Review by Fercandio46

4 stars Chicago is one of the great enigmas in the history of music and after three brilliant albums and a super worthy fourth volume, in the middle of 1973 they turned their direction to more commercial waters, at a time when winds of condescension or leveling down had not yet blown. That special concoction made of rock, soul, funk, psychedelia, jazz, classical and contemporary American music plus the plus of three good and diverse voices made the first two volumes a revolution in a time full of revolutions everywhere. Chicago III further deepens that direction, where that special feeling that they did what they wanted regardless of the companies continues, and they do not one but three suites, where we remember classic American composers like Aaron Copland. Peter Cetera, Robert Lamm and Terry Kath they sing and their voices provide the roughness and the velvet according to each moment of the record.
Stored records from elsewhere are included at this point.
//! Per-column ray casting.
//!
//! One [`Raycaster`] owns the ray buffer for the whole run; [`Raycaster::cast`]
//! overwrites every slot each frame from a frozen [`Pose`] and [`Grid`].
//! Rays are independent, so the loop can be split across worker threads
//! (`Execution::Parallel`, cargo feature `parallel`).

use log::{debug, warn};

#[cfg(feature = "parallel")]
use rayon::prelude::*;

use super::march::Marcher;
use super::types::{Ray, Side, TexSample, WallHit, base_color};
use crate::config::ConfigError;
use crate::world::{CellTag, DEFAULT_TEXTURE_RESOLUTION, Grid, Pose};

/// Grid-line crossings examined before a ray gives up.
pub const DEFAULT_RENDER_DISTANCE: usize = 128;

/// Light lost per cell of distance.
pub const DEFAULT_ATTENUATION: f64 = 0.04;

/// Distances are floored here so a viewer standing on a wall face still
/// projects a finite slice.
pub const MIN_DISTANCE: f64 = 1e-4;

/// How ray angles are laid out across the field of view.
#[derive(Clone, Copy, Debug, PartialEq, Eq, Default)]
pub enum AngleSpread {
    /// Equal angular spacing: `heading − fov/2 + i·fov/N`.
    Uniform,
    /// Equal spacing on the projection plane (arctangent remap).
    #[default]
    ScreenLinear,
}

impl AngleSpread {
    /// Absolute angle of ray `i` out of `n`.
    #[inline]
    pub fn angle(self, i: usize, n: usize, heading: f64, fov: f64) -> f64 {
        let n_f = n as f64;
        match self {
            AngleSpread::Uniform => heading - fov * 0.5 + i as f64 * (fov / n_f),
            AngleSpread::ScreenLinear => {
                let k = 2.0 * (fov * 0.5).tan() / n_f;
                heading + (k * (i as f64 - n_f * 0.5)).atan()
            }
        }
    }
}

/// Whether [`Raycaster::cast`] splits the ray loop across threads.
#[derive(Clone, Copy, Debug, PartialEq, Eq, Default)]
pub enum Execution {
    Sequential,
    #[default]
    Parallel,
}

/// Everything fixed about a raycaster at construction.
#[derive(Clone, Copy, Debug, PartialEq)]
pub struct CastSettings {
    /// Number of rays (screen columns), ≥ 1.
    pub rays: usize,
    /// Horizontal field of view in radians, `0 ≤ fov < π`.
    pub fov: f64,
    pub spread: AngleSpread,
    pub execution: Execution,
    /// Crossing budget per ray.
    pub render_distance: usize,
    /// Slice height in pixels of a wall at distance 1.
    pub wall_height: f64,
    pub attenuation: f64,
    pub texture_resolution: usize,
}

impl Default for CastSettings {
    fn default() -> Self {
        Self {
            rays: 320,
            fov: 90_f64.to_radians(),
            spread: AngleSpread::default(),
            execution: Execution::default(),
            render_distance: DEFAULT_RENDER_DISTANCE,
            wall_height: 200.0,
            attenuation: DEFAULT_ATTENUATION,
            texture_resolution: DEFAULT_TEXTURE_RESOLUTION,
        }
    }
}

impl CastSettings {
    pub fn validate(&self) -> Result<(), ConfigError> {
        if self.rays == 0 {
            return Err(ConfigError::ZeroRays);
        }
        check_fov(self.fov)?;
        if self.render_distance == 0 {
            return Err(ConfigError::BadRenderDistance);
        }
        if !(self.wall_height.is_finite() && self.wall_height > 0.0) {
            return Err(ConfigError::BadWallHeight(self.wall_height));
        }
        if !(self.attenuation.is_finite() && self.attenuation >= 0.0) {
            return Err(ConfigError::BadAttenuation(self.attenuation));
        }
        if self.texture_resolution == 0 {
            return Err(ConfigError::BadTextureResolution);
        }
        Ok(())
    }
}

/// A field of view must open forwards, short of a half turn.
pub fn check_fov(fov: f64) -> Result<(), ConfigError> {
    if fov.is_finite() && (0.0..std::f64::consts::PI).contains(&fov) {
        Ok(())
    } else {
        Err(ConfigError::BadFov(fov.to_degrees()))
    }
}

/*───────────────────────────────────────────────────────────────────────*/
/*                              Raycaster                               */
/*───────────────────────────────────────────────────────────────────────*/

pub struct Raycaster {
    settings: CastSettings,
    rays: Vec<Ray>,
}

impl Raycaster {
    pub fn new(settings: CastSettings) -> Result<Self, ConfigError> {
        settings.validate()?;
        if settings.execution == Execution::Parallel && !cfg!(feature = "parallel") {
            warn!("parallel ray casting requested, built without `parallel`: casting sequentially");
        }
        debug!(
            "raycaster: {} rays, fov {:.1}°, {:?}, {:?}",
            settings.rays,
            settings.fov.to_degrees(),
            settings.spread,
            settings.execution
        );
        Ok(Self {
            rays: vec![Ray::UNSET; settings.rays],
            settings,
        })
    }

    #[inline]
    pub fn settings(&self) -> &CastSettings {
        &self.settings
    }

    /// Results of the last [`Raycaster::cast`].
    #[inline]
    pub fn rays(&self) -> &[Ray] {
        &self.rays
    }

    #[inline]
    pub fn fov(&self) -> f64 {
        self.settings.fov
    }

    /// Change the field of view for the next cast.
    pub fn set_fov(&mut self, fov: f64) -> Result<(), ConfigError> {
        check_fov(fov)?;
        self.settings.fov = fov;
        Ok(())
    }

    pub fn set_execution(&mut self, execution: Execution) {
        self.settings.execution = execution;
    }

    /// Recompute every ray against `pose` and `grid`.
    pub fn cast(&mut self, pose: Pose, grid: &Grid) {
        let s = self.settings;
        let n = self.rays.len();
        for_each_ray(&mut self.rays, s.execution, |i, ray| {
            let angle = s.spread.angle(i, n, pose.heading, s.fov);
            *ray = Ray {
                angle,
                hit: cast_ray(grid, pose, angle, &s),
            };
        });
    }
}

#[cfg(feature = "parallel")]
fn for_each_ray<F>(rays: &mut [Ray], execution: Execution, job: F)
where
    F: Fn(usize, &mut Ray) + Send + Sync,
{
    match execution {
        Execution::Parallel => rays
            .par_iter_mut()
            .enumerate()
            .for_each(|(i, ray)| job(i, ray)),
        Execution::Sequential => rays
            .iter_mut()
            .enumerate()
            .for_each(|(i, ray)| job(i, ray)),
    }
}

#[cfg(not(feature = "parallel"))]
fn for_each_ray<F>(rays: &mut [Ray], _execution: Execution, job: F)
where
    F: Fn(usize, &mut Ray),
{
    rays.iter_mut()
        .enumerate()
        .for_each(|(i, ray)| job(i, ray));
}

/*──────────────────────── single ray ─────────────────────────────────*/

/// March one ray cast at absolute `angle` from `pose`.
///
/// `None` when the crossing budget runs out or the ray leaves the grid.
pub fn cast_ray(grid: &Grid, pose: Pose, angle: f64, s: &CastSettings) -> Option<WallHit> {
    let dir = Pose::direction(angle);

    let crossing = Marcher::new(pose.pos, dir)
        .take(s.render_distance)
        .map(|c| (c, grid.get(c.cell.0, c.cell.1)))
        .take_while(|(_, tag)| tag.is_some())
        .find(|(_, tag)| tag.is_some_and(|t| !t.is_empty()));

    let (c, Some(tag)) = crossing? else {
        return None;
    };

    let raw_distance = (c.point - pose.pos).length();
    let distance = (raw_distance * (angle - pose.heading).cos()).max(MIN_DISTANCE);
    let height = s.wall_height / distance;
    let light = (1.0 - distance * s.attenuation).clamp(0.0, 1.0);

    let texture = (tag == CellTag::Textured).then(|| TexSample {
        column: texture_column(c.side, c.point, s.texture_resolution),
        step: height / s.texture_resolution as f64,
    });

    Some(WallHit {
        distance,
        raw_distance,
        point: c.point,
        cell: c.cell,
        tag,
        side: c.side,
        height,
        light,
        color: base_color(tag).shade(light),
        texture,
    })
}

/// Texture column from the fractional position along the crossed face,
/// mirrored on the far faces so the pattern never reads backwards.
#[inline]
fn texture_column(side: Side, point: glam::DVec2, res: usize) -> usize {
    let u = match side {
        Side::West => point.y.fract(),
        Side::East => 1.0 - point.y.fract(),
        Side::South => point.x.fract(),
        Side::North => 1.0 - point.x.fract(),
    };
    ((u * res as f64) as usize).min(res - 1)
}

/*──────────────────────────────── Tests ───────────────────────────────*/
#[cfg(test)]
mod tests {
    use super::*;
    use glam::dvec2;
    use std::f64::consts::FRAC_PI_2;

    fn settings(rays: usize, fov_deg: f64) -> CastSettings {
        CastSettings {
            rays,
            fov: fov_deg.to_radians(),
            ..CastSettings::default()
        }
    }

    /// Corridor one cell tall running along x, wall at `x = wall_x`.
    fn corridor(wall_x: usize) -> Grid {
        Grid::bordered(wall_x + 1, 3).unwrap()
    }

    #[test]
    fn straight_shot_hits_at_integer_distance() {
        for d in 1..=6 {
            // eye on a grid line, face `d` cells ahead
            let grid = corridor(2 + d);
            let pose = Pose::new(dvec2(2.0, 1.5), 0.0);
            let hit = cast_ray(&grid, pose, 0.0, &settings(1, 0.0)).unwrap();
            assert!((hit.distance - d as f64).abs() < 1e-3, "d={d}: {}", hit.distance);
            assert_eq!(hit.side, Side::West);
        }
    }

    #[test]
    fn single_ray_in_small_room() {
        // 3×3 open interior, eye at the centre cell facing +x
        let grid = Grid::bordered(5, 5).unwrap();
        let mut rc = Raycaster::new(settings(1, 0.0)).unwrap();
        rc.cast(Pose::new(dvec2(2.5, 2.5), 0.0), &grid);
        let hit = rc.rays()[0].hit.unwrap();
        assert!((hit.point - dvec2(4.0, 2.5)).length() < 1e-5);
        assert!((hit.distance - 1.5).abs() < 1e-5);
        assert_eq!(hit.cell, (4, 2));
    }

    #[test]
    fn tight_room_hits_adjacent_border() {
        let grid = Grid::bordered(4, 4).unwrap();
        let hit = cast_ray(&grid, Pose::new(dvec2(2.5, 2.5), 0.0), 0.0, &settings(1, 0.0)).unwrap();
        assert!((hit.distance - 0.5).abs() < 1e-5);
    }

    #[test]
    fn height_is_projection_of_distance() {
        let grid = Grid::demo();
        let mut rc = Raycaster::new(settings(64, 90.0)).unwrap();
        rc.cast(Pose::new(dvec2(3.5, 2.5), 0.6), &grid);
        let wall_h = rc.settings().wall_height;
        for ray in rc.rays() {
            let hit = ray.hit.expect("closed arena, every ray hits");
            assert!(hit.distance > 0.0);
            assert_eq!(hit.height, wall_h / hit.distance);
            assert!((0.0..=1.0).contains(&hit.light));
        }
    }

    #[test]
    fn perpendicular_correction_removes_bulge() {
        // long flat wall at x = 10, eye 5 cells away
        let grid = Grid::bordered(11, 41).unwrap();
        let pose = Pose::new(dvec2(5.0, 20.5), 0.0);
        let s = settings(2, 60.0);
        let theta = 25_f64.to_radians();
        let left = cast_ray(&grid, pose, theta, &s).unwrap();
        let right = cast_ray(&grid, pose, -theta, &s).unwrap();
        let centre = cast_ray(&grid, pose, 0.0, &s).unwrap();

        assert!((left.distance - right.distance).abs() < 1e-9);
        assert!((left.distance - 5.0).abs() < 1e-6);
        assert!((centre.distance - 5.0).abs() < 1e-6);
        assert!(left.raw_distance > centre.raw_distance + 0.4);
        assert!((left.raw_distance - 5.0 / theta.cos()).abs() < 1e-6);
    }

    #[test]
    fn uniform_spread_covers_fov() {
        let fov = 90_f64.to_radians();
        let a0 = AngleSpread::Uniform.angle(0, 4, 1.0, fov);
        let a2 = AngleSpread::Uniform.angle(2, 4, 1.0, fov);
        assert!((a0 - (1.0 - fov / 2.0)).abs() < 1e-12);
        assert!((a2 - 1.0).abs() < 1e-12);
    }

    #[test]
    fn screen_linear_spread_is_even_on_the_plane() {
        let fov = 70_f64.to_radians();
        let n = 8;
        let first = AngleSpread::ScreenLinear.angle(0, n, 0.0, fov);
        assert!((first + fov / 2.0).abs() < 1e-12);
        // tangents are equally spaced
        let t: Vec<f64> = (0..n)
            .map(|i| AngleSpread::ScreenLinear.angle(i, n, 0.0, fov).tan())
            .collect();
        let gap = t[1] - t[0];
        assert!(t.windows(2).all(|w| ((w[1] - w[0]) - gap).abs() < 1e-12));
        assert_eq!(AngleSpread::ScreenLinear.angle(n / 2, n, 0.3, fov), 0.3);
    }

    #[test]
    fn textured_hit_samples_face_fraction() {
        let grid = Grid::from_rows(&["11111", "10005", "11111"]).unwrap();
        let pose = Pose::new(dvec2(1.5, 1.25), 0.0);
        let s = settings(1, 0.0);
        let hit = cast_ray(&grid, pose, 0.0, &s).unwrap();
        assert_eq!(hit.tag, CellTag::Textured);
        let tex = hit.texture.unwrap();
        assert_eq!(tex.column, s.texture_resolution / 4);
        assert_eq!(tex.step, hit.height / s.texture_resolution as f64);

        // flat walls carry no texture sample
        let flat = cast_ray(&grid, pose, FRAC_PI_2, &s).unwrap();
        assert!(flat.texture.is_none());
    }

    #[test]
    fn far_faces_are_mirrored() {
        let res = 16;
        let p = dvec2(3.0, 2.25);
        assert_eq!(texture_column(Side::West, p, res), 4);
        assert_eq!(texture_column(Side::East, p, res), 12);
        let q = dvec2(1.75, 4.0);
        assert_eq!(texture_column(Side::South, q, res), 12);
        assert_eq!(texture_column(Side::North, q, res), 4);
    }

    #[test]
    fn shading_applies_to_flat_colours() {
        let grid = corridor(12);
        let s = CastSettings {
            attenuation: 0.1,
            ..settings(1, 0.0)
        };
        let hit = cast_ray(&grid, Pose::new(dvec2(2.0, 1.5), 0.0), 0.0, &s).unwrap();
        assert!((hit.light - 0.0).abs() < 1e-3); // 10 cells × 0.1
        let near = cast_ray(&grid, Pose::new(dvec2(7.0, 1.5), 0.0), 0.0, &s).unwrap();
        assert!((near.light - 0.5).abs() < 1e-3);
        assert!(near.color.r > 100 && near.color.r < 150);
    }

    #[test]
    fn exhausted_budget_is_a_miss() {
        let grid = corridor(40);
        let s = CastSettings {
            render_distance: 8,
            ..settings(1, 0.0)
        };
        assert!(cast_ray(&grid, Pose::new(dvec2(1.5, 1.5), 0.0), 0.0, &s).is_none());
    }

    #[test]
    fn open_layout_leaving_grid_is_a_miss() {
        let grid = Grid::from_rows(&["000", "000"]).unwrap();
        let hit = cast_ray(&grid, Pose::new(dvec2(1.5, 0.5), 0.0), 0.0, &settings(1, 0.0));
        assert!(hit.is_none());
    }

    #[test]
    fn parallel_and_sequential_agree() {
        let grid = Grid::demo();
        let pose = Pose::new(dvec2(7.5, 9.5), 2.1);
        let mut seq = Raycaster::new(CastSettings {
            execution: Execution::Sequential,
            ..settings(200, 75.0)
        })
        .unwrap();
        let mut par = Raycaster::new(CastSettings {
            execution: Execution::Parallel,
            ..settings(200, 75.0)
        })
        .unwrap();
        seq.cast(pose, &grid);
        par.cast(pose, &grid);
        assert_eq!(seq.rays(), par.rays());
    }

    #[test]
    fn every_slot_is_rewritten_each_cast() {
        let grid = Grid::demo();
        let mut rc = Raycaster::new(settings(16, 90.0)).unwrap();
        rc.cast(Pose::new(dvec2(3.5, 2.5), 0.0), &grid);
        let first: Vec<f64> = rc.rays().iter().map(|r| r.angle).collect();
        rc.cast(Pose::new(dvec2(3.5, 2.5), 1.0), &grid);
        for (a, r) in first.iter().zip(rc.rays()) {
            assert!((r.angle - a - 1.0).abs() < 1e-12);
        }
    }

    #[test]
    fn bad_settings_rejected() {
        assert_eq!(
            Raycaster::new(settings(0, 90.0)).err(),
            Some(ConfigError::ZeroRays)
        );
        assert!(matches!(
            Raycaster::new(settings(10, 180.0)).err(),
            Some(ConfigError::BadFov(_))
        ));
        let mut rc = Raycaster::new(settings(10, 90.0)).unwrap();
        assert!(rc.set_fov(f64::NAN).is_err());
        assert_eq!(rc.fov(), 90_f64.to_radians());
    }
}
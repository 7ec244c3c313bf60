//! Top-down overlay in the top-left corner: translucent cells, the cast
//! rays and the agent.

use glam::DVec2;

use crate::engine::{Ray, types::base_color};
use crate::renderer::{Color, Rect, Renderer, RendererExt};
use crate::world::{CellTag, Grid, Pose};

const CELL_ALPHA: u8 = 128;
const RAY_ALPHA: u8 = 64;

#[derive(Clone, Copy, Debug, PartialEq, Eq)]
pub struct Minimap {
    /// Fraction of the screen the map may cover: `1/scale` of the shorter
    /// side.
    pub scale: u32,
}

impl Minimap {
    pub fn new(scale: u32) -> Self {
        Self {
            scale: scale.max(1),
        }
    }

    /// Pixels per map cell for a `screen` of `(w, h)` (at least one).
    pub fn cell_size(&self, screen: (usize, usize), grid: &Grid) -> i32 {
        let short = screen.0.min(screen.1);
        let long_side = grid.width().max(grid.height());
        (short / long_side / self.scale.max(1) as usize).max(1) as i32
    }

    pub fn draw<R: Renderer + ?Sized>(&self, r: &mut R, grid: &Grid, pose: Pose, rays: &[Ray]) {
        let cell = self.cell_size(r.size(), grid);
        let to_px = |p: DVec2| ((p.x * cell as f64) as i32, (p.y * cell as f64) as i32);

        /* cells ------------------------------------------------------- */
        for (x, y, tag) in grid.iter() {
            let color = match tag {
                CellTag::Empty => Color::BLACK,
                other => base_color(other),
            };
            r.fill(
                color.with_alpha(CELL_ALPHA),
                Rect::new(x as i32 * cell, y as i32 * cell, cell, cell),
            );
        }

        /* rays; misses are skipped ------------------------------------ */
        let eye = to_px(pose.pos);
        for hit in rays.iter().filter_map(|ray| ray.hit) {
            r.line(Color::BLUE.with_alpha(RAY_ALPHA), eye, to_px(hit.point));
        }

        /* agent marker + heading -------------------------------------- */
        let half = DVec2::splat(0.5);
        let (mx, my) = to_px(pose.pos - half);
        r.fill(
            Color::RED.with_alpha(CELL_ALPHA),
            Rect::new(mx, my, cell, cell),
        );
        r.line(
            Color::YELLOW.with_alpha(RAY_ALPHA),
            eye,
            to_px(pose.pos + pose.forward()),
        );
    }
}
These guys knew how to write, the powerful horns layered with Kath's throbbing guitar jamming until the fingers drop...and the ears! Even a political position regarding Vietnam and also the issue "Progress?" where with the winds they simulate noise pollution, the constructions that make skyscrapers that precisely... Are they progress? Testimony of an era, how from an evocation of country airs a la Crosby, Stills and Nash in "Travel Suite - Flight 602", to something of an atonal nature in "Free", also from the Travel Suite. Above all I highlight the progress in the cohesion between one part and another, the composition of the bridges creating -as if it were chapters of a book- introduction, middle and outcome.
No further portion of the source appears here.